(Stored data)
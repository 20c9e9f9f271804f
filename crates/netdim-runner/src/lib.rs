//! # netdim-runner
//!
//! Interactive layer over the dimensioning calculator:
//!
//! - [`Session`]: one parameter set per network, recomputed on every
//!   mutation, with observers notified after each recomputation
//! - [`RunnerConfig`]: YAML configuration of startup values, planning
//!   constants, report metadata and file locations
//! - [`Shell`]: a line-based shell over a session
//! - [`Cli`]: the `netdim` command line
//!
//! ```
//! use netdim_core::NetworkType;
//! use netdim_runner::Session;
//!
//! let mut session = Session::new();
//! session.select(NetworkType::Optical);
//! let results = session.set_param("distance", "150").unwrap();
//! assert_eq!(results.coverage, 50);
//! ```

pub mod cli;
pub mod commands;
pub mod config;
pub mod error;
pub mod render;
pub mod session;
pub mod shell;

pub use cli::{execute, Cli, Command, Inputs, OutputFormat};
pub use commands::ShellCommand;
pub use config::{RunnerConfig, DEFAULT_STORE_PATH};
pub use error::{RunnerError, RunnerResult};
pub use session::{Observer, Recomputation, Session, Trigger};
pub use shell::{Flow, Shell, ShellSettings};
//! Line-based interactive shell over a [`Session`].
//!
//! Each mutation recomputes the session; an observer queues the new result
//! card, which is printed after the command's own output.

use crate::commands::{ShellCommand, HELP};
use crate::error::{RunnerError, RunnerResult};
use crate::render::{
    render_breakdown, render_indicators, render_parameters, render_project, render_results,
};
use crate::session::Session;
use netdim_core::format_number;
use netdim_report::{Indicators, ProjectRecord, ProjectStore, Report, ReportMetadata};
use std::cell::RefCell;
use std::io::{BufRead, Write};
use std::path::PathBuf;
use std::rc::Rc;
use tracing::debug;

/// Whether the shell keeps reading after a command.
#[derive(Debug, Clone, Copy, PartialEq, Eq)]
pub enum Flow {
    /// Read the next line.
    Continue,
    /// Stop reading.
    Quit,
}

/// Where the shell writes files and what it writes into them.
#[derive(Debug, Clone)]
pub struct ShellSettings {
    /// Metadata written into exports, reports and saved projects.
    pub metadata: ReportMetadata,
    /// Directory for snapshots, reports and project copies.
    pub output_dir: PathBuf,
    /// Project store file.
    pub store_path: PathBuf,
    /// Print a prompt before reading each line.
    pub prompt: bool,
}

/// Interactive shell state.
pub struct Shell {
    session: Session,
    settings: ShellSettings,
    pending: Rc<RefCell<Vec<String>>>,
}

impl Shell {
    /// Wrap a session; its recomputations are echoed by the shell.
    pub fn new(mut session: Session, settings: ShellSettings) -> Self {
        let pending = Rc::new(RefCell::new(Vec::new()));
        let queue = Rc::clone(&pending);
        let currency = settings.metadata.currency.clone();
        session.subscribe(move |event| {
            queue
                .borrow_mut()
                .push(render_results(event.network, &event.results, &currency));
        });
        Self {
            session,
            settings,
            pending,
        }
    }

    /// The underlying session.
    pub fn session(&self) -> &Session {
        &self.session
    }

    /// Read commands until `quit` or end of input.
    ///
    /// Command errors are printed as one line and do not stop the shell;
    /// only I/O errors on `input` or `output` are returned.
    pub fn run<R: BufRead, W: Write>(&mut self, input: R, output: &mut W) -> RunnerResult<()> {
        writeln!(output, "netdim shell, type 'help' for commands")?;
        self.write_prompt(output)?;
        for line in input.lines() {
            let line = line?;
            match self.run_line(&line, output) {
                Ok(Flow::Quit) => return Ok(()),
                Ok(Flow::Continue) => {}
                Err(RunnerError::Io(e)) => return Err(RunnerError::Io(e)),
                Err(e) => writeln!(output, "error: {}", e)?,
            }
            self.write_prompt(output)?;
        }
        Ok(())
    }

    /// Parse and execute one line.
    pub fn run_line<W: Write>(&mut self, line: &str, output: &mut W) -> RunnerResult<Flow> {
        match ShellCommand::parse(line)? {
            Some(command) => self.execute(&command, output),
            None => Ok(Flow::Continue),
        }
    }

    /// Execute one command, then print any recomputed results.
    pub fn execute<W: Write>(&mut self, command: &ShellCommand, output: &mut W) -> RunnerResult<Flow> {
        debug!(command = %command.to_command_string(), "shell command");
        let flow = self.dispatch(command, output);
        self.flush_pending(output)?;
        flow
    }

    fn dispatch<W: Write>(&mut self, command: &ShellCommand, output: &mut W) -> RunnerResult<Flow> {
        let currency = self.settings.metadata.currency.clone();
        match command {
            ShellCommand::Select(network) => {
                self.session.select(*network);
            }
            ShellCommand::Set { name, value } => {
                self.session.set_param(name, value)?;
            }
            ShellCommand::Get(name) => {
                let params = self.session.parameters();
                let value = params.get(name)?;
                let unit = netdim_core::unit_of(params.network(), name);
                writeln!(output, "{} = {} {}", name, format_number(value), unit)?;
            }
            ShellCommand::Show => {
                let results = self.session.results();
                write!(output, "{}", render_results(self.session.network(), results, &currency))?;
                let indicators = Indicators::from_results(results, &currency);
                write!(output, "{}", render_indicators(&indicators))?;
            }
            ShellCommand::Params(network) => {
                let network = network.unwrap_or(self.session.network());
                write!(output, "{}", render_parameters(self.session.parameters_for(network)))?;
            }
            ShellCommand::Breakdown => {
                write!(output, "{}", render_breakdown(&self.session.breakdown()))?;
            }
            ShellCommand::Reset => {
                self.session.reset();
            }
            ShellCommand::Export => {
                let snapshot = self.session.snapshot(&self.settings.metadata);
                let path = snapshot.export_to(&self.settings.output_dir)?;
                writeln!(output, "exported {}", path.display())?;
            }
            ShellCommand::Report => {
                let snapshot = self.session.snapshot(&self.settings.metadata);
                let path = Report::new(&snapshot)
                    .with_breakdown(self.session.breakdown())
                    .write_to(&self.settings.output_dir)?;
                writeln!(output, "report written to {}", path.display())?;
            }
            ShellCommand::Save => {
                let record = ProjectRecord::new(
                    *self.session.parameters(),
                    *self.session.results(),
                    self.settings.metadata.clone(),
                );
                let mut store = ProjectStore::open(&self.settings.store_path)?;
                store.save(record.clone())?;
                let copy = record.write_copy(&self.settings.output_dir)?;
                writeln!(
                    output,
                    "saved {} to {} (copy: {})",
                    record.name,
                    store.path().display(),
                    copy.display()
                )?;
            }
            ShellCommand::Load(network) => {
                let network = network.unwrap_or(self.session.network());
                let store = ProjectStore::open(&self.settings.store_path)?;
                let record = store.load(network)?;
                write!(output, "{}", render_project(record))?;
                let results = *self.session.replace_parameters(record.parameters);
                if results != record.results {
                    writeln!(output, "note: stored results differ from the recomputation")?;
                }
            }
            ShellCommand::Help => {
                write!(output, "{}", HELP)?;
            }
            ShellCommand::Quit => return Ok(Flow::Quit),
        }
        Ok(Flow::Continue)
    }

    fn flush_pending<W: Write>(&mut self, output: &mut W) -> RunnerResult<()> {
        let cards: Vec<String> = self.pending.borrow_mut().drain(..).collect();
        for card in cards {
            write!(output, "{}", card)?;
        }
        Ok(())
    }

    fn write_prompt<W: Write>(&self, output: &mut W) -> RunnerResult<()> {
        if self.settings.prompt {
            write!(output, "netdim[{}]> ", self.session.network().id())?;
            output.flush()?;
        }
        Ok(())
    }
}

#[cfg(test)]
mod tests {
    use super::*;
    use netdim_core::NetworkType;

    fn shell(dir: &std::path::Path) -> Shell {
        Shell::new(
            Session::new(),
            ShellSettings {
                metadata: ReportMetadata::default(),
                output_dir: dir.join("out"),
                store_path: dir.join("projects.json"),
                prompt: false,
            },
        )
    }

    fn run(shell: &mut Shell, script: &str) -> String {
        let mut output = Vec::new();
        shell.run(script.as_bytes(), &mut output).unwrap();
        String::from_utf8(output).unwrap()
    }

    #[test]
    fn test_mutation_prints_results_once() {
        let dir = tempfile::tempdir().unwrap();
        let mut shell = shell(dir.path());
        let output = run(&mut shell, "set area 250\n");
        assert_eq!(output.matches("[GSM] GSM cellular network").count(), 1);
    }

    #[test]
    fn test_queries_do_not_recompute() {
        let dir = tempfile::tempdir().unwrap();
        let mut shell = shell(dir.path());
        let output = run(&mut shell, "get busyHour\nparams\nhelp\n");
        assert!(output.contains("busyHour = 15 %\n"));
        assert!(output.contains("[GSM] parameters"));
        assert!(output.contains("Commands:"));
        assert!(!output.contains("Sites nécessaires"));
    }

    #[test]
    fn test_errors_do_not_stop_the_shell() {
        let dir = tempfile::tempdir().unwrap();
        let mut shell = shell(dir.path());
        let output = run(&mut shell, "frobnicate\nset bandwidth 20\nselect lte\n");
        assert!(output.contains("error: unknown command 'frobnicate'"));
        assert!(output.contains("error: unknown parameter 'bandwidth' for GSM"));
        assert!(output.contains("[LTE] LTE cellular network"));
        assert_eq!(shell.session().network(), NetworkType::Lte);
    }

    #[test]
    fn test_quit_stops_reading() {
        let dir = tempfile::tempdir().unwrap();
        let mut shell = shell(dir.path());
        run(&mut shell, "quit\nselect lte\n");
        assert_eq!(shell.session().network(), NetworkType::Gsm);
    }

    #[test]
    fn test_params_of_another_network() {
        let dir = tempfile::tempdir().unwrap();
        let mut shell = shell(dir.path());
        let output = run(&mut shell, "params optique\n");
        assert!(output.contains("[OPTIQUE] parameters"));
        assert_eq!(shell.session().network(), NetworkType::Gsm);
    }

    #[test]
    fn test_save_to_corrupt_store_leaves_no_copy() {
        let dir = tempfile::tempdir().unwrap();
        std::fs::write(dir.path().join("projects.json"), "{ not json").unwrap();
        let mut shell = shell(dir.path());

        let output = run(&mut shell, "save\n");
        assert!(output.contains("error: JSON error"));
        assert!(!dir.path().join("out").exists());
    }

    #[test]
    fn test_load_missing_project() {
        let dir = tempfile::tempdir().unwrap();
        let mut shell = shell(dir.path());
        let output = run(&mut shell, "load umts\n");
        assert!(output.contains("error: no saved project for UMTS"));
    }
}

### [TASK TO COMPLETE]
What lines above hold the word "cards"? Pull each one out.

### [SOLUTION TO THE PROBLEM]
        let cards: Vec<String> = self.pending.borrow_mut().drain(..).collect();
        for card in cards {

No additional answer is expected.